INFORMATION PROVIDED Block Start

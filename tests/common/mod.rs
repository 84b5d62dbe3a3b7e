#![allow(dead_code)]

use freckle::{Config, Freckle};
use serde_json::json;
use std::sync::atomic::{AtomicUsize, Ordering};
use std::sync::Arc;
use tokio::runtime::Runtime;
use wiremock::matchers::{header, method, path};
use wiremock::{Mock, MockBuilder, MockServer, Request, Respond, ResponseTemplate};

pub const DOMAIN: &str = "mydomain";
pub const TOKEN: &str = "abcdefghijklmnopqrstuvwxyz";

/// A mock API server driven from synchronous tests.
///
/// The blocking client must not run inside an async context, so the server
/// lives on a runtime owned by the test and requests are made from the
/// test thread.
pub struct TestServer {
    server: MockServer,
    runtime: Runtime,
}

impl TestServer {
    pub fn start() -> Self {
        let runtime = Runtime::new().expect("failed to start tokio runtime");
        let server = runtime.block_on(MockServer::start());
        TestServer { server, runtime }
    }

    pub fn uri(&self) -> String {
        self.server.uri()
    }

    pub fn mount(&self, mock: Mock) {
        self.runtime.block_on(mock.mount(&self.server));
    }

    /// A client pointed at this server, with debug logging on
    pub fn freckle(&self) -> Freckle {
        let config = Config::new(DOMAIN, TOKEN)
            .with_base_url(self.uri())
            .with_debug(true);
        Freckle::with_config(config).expect("failed to build client")
    }

    pub fn received_requests(&self) -> Vec<Request> {
        self.runtime
            .block_on(self.server.received_requests())
            .unwrap_or_default()
    }
}

/// Expect a request with the given method and path, carrying both auth headers
pub fn authenticated(http_method: &str, url_path: &str) -> MockBuilder {
    Mock::given(method(http_method))
        .and(path(url_path))
        .and(header("User-Agent", DOMAIN))
        .and(header("X-FreckleToken", TOKEN))
}

pub fn response(body: &str) -> ResponseTemplate {
    ResponseTemplate::new(200).set_body_raw(body.to_string(), "application/json")
}

pub fn no_content() -> ResponseTemplate {
    ResponseTemplate::new(204)
}

/// Serves a chain of pages, page `n` holding `items[n - 1]` projects and a
/// `next` link while there are pages left. Every request is counted.
pub struct PagedProjects {
    pub base: String,
    pub items: Vec<usize>,
    pub calls: Arc<AtomicUsize>,
    pub fail_on: Option<usize>,
}

impl PagedProjects {
    pub fn new(base: String, items: Vec<usize>) -> Self {
        PagedProjects {
            base,
            items,
            calls: Arc::new(AtomicUsize::new(0)),
            fail_on: None,
        }
    }

    pub fn calls(&self) -> Arc<AtomicUsize> {
        Arc::clone(&self.calls)
    }
}

/// Id of item `index` on page `page`
pub fn project_id(page: usize, index: usize) -> u64 {
    (page * 100 + index) as u64
}

impl Respond for PagedProjects {
    fn respond(&self, request: &Request) -> ResponseTemplate {
        self.calls.fetch_add(1, Ordering::SeqCst);

        let page: usize = request
            .url
            .query_pairs()
            .find(|(k, _)| k == "page")
            .and_then(|(_, v)| v.parse().ok())
            .unwrap_or(1);

        if self.fail_on == Some(page) {
            return ResponseTemplate::new(500).set_body_json(json!({
                "message": "Internal Server Error",
                "errors": []
            }));
        }

        let count = self.items.get(page - 1).copied().unwrap_or(0);
        let projects: Vec<_> = (0..count)
            .map(|i| {
                json!({
                    "id": project_id(page, i),
                    "name": format!("Project {}.{}", page, i),
                    "enabled": true
                })
            })
            .collect();

        let mut template = ResponseTemplate::new(200).set_body_json(projects);
        if page < self.items.len() {
            template = template.insert_header(
                "Link",
                format!(
                    "<{}{}?page={}>; rel=\"next\"",
                    self.base,
                    request.url.path(),
                    page + 1
                )
                .as_str(),
            );
        }
        template
    }
}

pub const ARRAY_OF_PROJECTS: &str = r##"[
  {
    "id": 37396,
    "name": "Gear GmbH",
    "billing_increment": 10,
    "enabled": true,
    "billable": true,
    "color": "#ff9898",
    "url": "https://api.letsfreckle.com/v2/projects/34580",
    "group": {
      "id": 3768,
      "name": "Sprockets, Inc.",
      "url": "https://api.letsfreckle.com/v2/project_groups/3768"
    },
    "minutes": 180,
    "billable_minutes": 120,
    "unbillable_minutes": 60,
    "invoiced_minutes": 120,
    "remaining_minutes": 630,
    "budget_minutes": 750,
    "import": {
      "id": 8910,
      "url": "https://api.letsfreckle.com/v2/imports/8910"
    },
    "invoices": [
      {
        "id": 12345678,
        "reference": "AA001",
        "invoice_date": "2013-07-09",
        "state": "unpaid",
        "total_amount": 189.33,
        "url": "https://api.letsfreckle.com/v2/invoices/12345678"
      }
    ],
    "participants": [
      {
        "id": 5538,
        "email": "john.test@test.com",
        "first_name": "John",
        "last_name": "Test",
        "profile_image_url": "https://api.letsfreckle.com/images/avatars/0000/0001/avatar.jpg",
        "url": "https://api.letsfreckle.com/v2/users/5538"
      }
    ],
    "entries": 0,
    "entries_url": "https://api.letsfreckle.com/v2/projects/34580/entries",
    "expenses": 0,
    "expenses_url": "https://api.letsfreckle.com/v2/projects/34580/expenses",
    "created_at": "2012-01-09T08:33:29Z",
    "updated_at": "2012-01-09T08:33:29Z"
  }
]"##;

pub const SINGLE_PROJECT: &str = r##"{
  "id": 37396,
  "name": "Gear GmbH",
  "billing_increment": 10,
  "enabled": true,
  "billable": true,
  "color": "#ff9898",
  "url": "https://api.letsfreckle.com/v2/projects/34580",
  "group": {
    "id": 3768,
    "name": "Sprockets, Inc.",
    "url": "https://api.letsfreckle.com/v2/project_groups/3768"
  },
  "minutes": 180,
  "billable_minutes": 120,
  "unbillable_minutes": 60,
  "invoiced_minutes": 120,
  "remaining_minutes": 630,
  "budget_minutes": 750,
  "invoices": [],
  "participants": [],
  "entries": 0,
  "entries_url": "https://api.letsfreckle.com/v2/projects/34580/entries",
  "expenses": 0,
  "expenses_url": "https://api.letsfreckle.com/v2/projects/34580/expenses",
  "created_at": "2012-01-09T08:33:29Z",
  "updated_at": "2012-01-09T08:33:29Z"
}"##;

pub const ARRAY_OF_ENTRIES: &str = r##"[
  {
    "id": 1,
    "date": "2012-01-09",
    "user": {
      "id": 5538,
      "email": "john.test@test.com",
      "first_name": "John",
      "last_name": "Test",
      "profile_image_url": "https://api.letsfreckle.com/images/avatars/0000/0001/avatar.jpg",
      "url": "https://api.letsfreckle.com/v2/users/5538"
    },
    "billable": true,
    "minutes": 60,
    "description": "freckle",
    "project": {
      "id": 37396,
      "name": "Gear GmbH",
      "billing_increment": 10,
      "enabled": true,
      "billable": true,
      "color": "#ff9898",
      "url": "https://api.letsfreckle.com/v2/projects/37396"
    },
    "tags": [
      {
        "id": 249397,
        "name": "freckle",
        "billable": true,
        "url": "https://api.letsfreckle.com/v2/tags/249397"
      }
    ],
    "source_url": "http://someapp.com/special/url/",
    "invoiced_at": "2012-01-10T08:33:29Z",
    "invoice": {
      "id": 12345678,
      "number": "AA001",
      "state": "unpaid",
      "total": 189.33,
      "url": "https://api.letsfreckle.com/v2/invoices/12345678"
    },
    "import": {
      "id": 8910,
      "url": "https://api.letsfreckle.com/v2/imports/8910"
    },
    "url": "https://api.letsfreckle.com/v2/entries/1711626",
    "created_at": "2012-01-09T08:33:29Z",
    "updated_at": "2012-01-09T08:33:29Z"
  }
]"##;

pub const SINGLE_ENTRY: &str = r##"{
  "id": 1,
  "date": "2012-01-09",
  "billable": true,
  "minutes": 60,
  "description": "freckle",
  "project": {
    "id": 37396,
    "name": "Gear GmbH",
    "url": "https://api.letsfreckle.com/v2/projects/37396"
  },
  "tags": [],
  "url": "https://api.letsfreckle.com/v2/entries/1711626",
  "created_at": "2012-01-09T08:33:29Z",
  "updated_at": "2012-01-09T08:33:29Z"
}"##;

pub const INVOICES_FOR_PROJECT: &str = r##"[
  {
    "id": 26642,
    "state": "awaiting_payment",
    "number": "AB 0001",
    "invoice_date": "2013-07-09",
    "name": "Knockd, Freckle Support",
    "show_hours": true,
    "taxes": [{"id": 88292, "name": "Sales Tax", "percentage": 15.0}],
    "amount_total": 1,
    "payment": null,
    "entries_url": "https://api.letsfreckle.com/v2/invoices/26642/entries",
    "created_at": "2013-07-09T23:04:05Z",
    "updated_at": "2013-07-09T23:04:06Z",
    "total": null
  }
]"##;

pub const PARTICIPANTS_FOR_PROJECT: &str = r##"[
  {
    "id": 5538,
    "email": "john.test@test.com",
    "first_name": "John",
    "last_name": "Test",
    "profile_image_url": "https://api.letsfreckle.com/images/avatars/0000/0001/avatar.jpg",
    "url": "https://api.letsfreckle.com/v2/users/5538",
    "state": "active",
    "role": "member",
    "created_at": "2010-06-09T20:44:57Z",
    "updated_at": "2010-06-09T20:44:57Z"
  }
]"##;

pub const INVALID_BILLING_CODE: &str = r##"{
  "errors": [{"code": "not_an_accepted_value", "field": "billable", "resource": "Project"}],
  "message": "Validation Failed"
}"##;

INFORMATION PROVIDED Block End

§ WHAT NEEDS TO BE DONE: Beginning at the first line above, repeat exactly until the line containing "both auth headers", which is included.

§ YOUR SOLUTION:
filename tests/common/mod.rs
repository 84b5d62dbe3a3b7e
#![allow(dead_code)]

use freckle::{Config, Freckle};
use serde_json::json;
use std::sync::atomic::{AtomicUsize, Ordering};
use std::sync::Arc;
use tokio::runtime::Runtime;
use wiremock::matchers::{header, method, path};
use wiremock::{Mock, MockBuilder, MockServer, Request, Respond, ResponseTemplate};

pub const DOMAIN: &str = "mydomain";
pub const TOKEN: &str = "abcdefghijklmnopqrstuvwxyz";

/// A mock API server driven from synchronous tests.
///
/// The blocking client must not run inside an async context, so the server
/// lives on a runtime owned by the test and requests are made from the
/// test thread.
pub struct TestServer {
    server: MockServer,
    runtime: Runtime,
}

impl TestServer {
    pub fn start() -> Self {
        let runtime = Runtime::new().expect("failed to start tokio runtime");
        let server = runtime.block_on(MockServer::start());
        TestServer { server, runtime }
    }

    pub fn uri(&self) -> String {
        self.server.uri()
    }

    pub fn mount(&self, mock: Mock) {
        self.runtime.block_on(mock.mount(&self.server));
    }

    /// A client pointed at this server, with debug logging on
    pub fn freckle(&self) -> Freckle {
        let config = Config::new(DOMAIN, TOKEN)
            .with_base_url(self.uri())
            .with_debug(true);
        Freckle::with_config(config).expect("failed to build client")
    }

    pub fn received_requests(&self) -> Vec<Request> {
        self.runtime
            .block_on(self.server.received_requests())
            .unwrap_or_default()
    }
}

/// Expect a request with the given method and path, carrying both auth headers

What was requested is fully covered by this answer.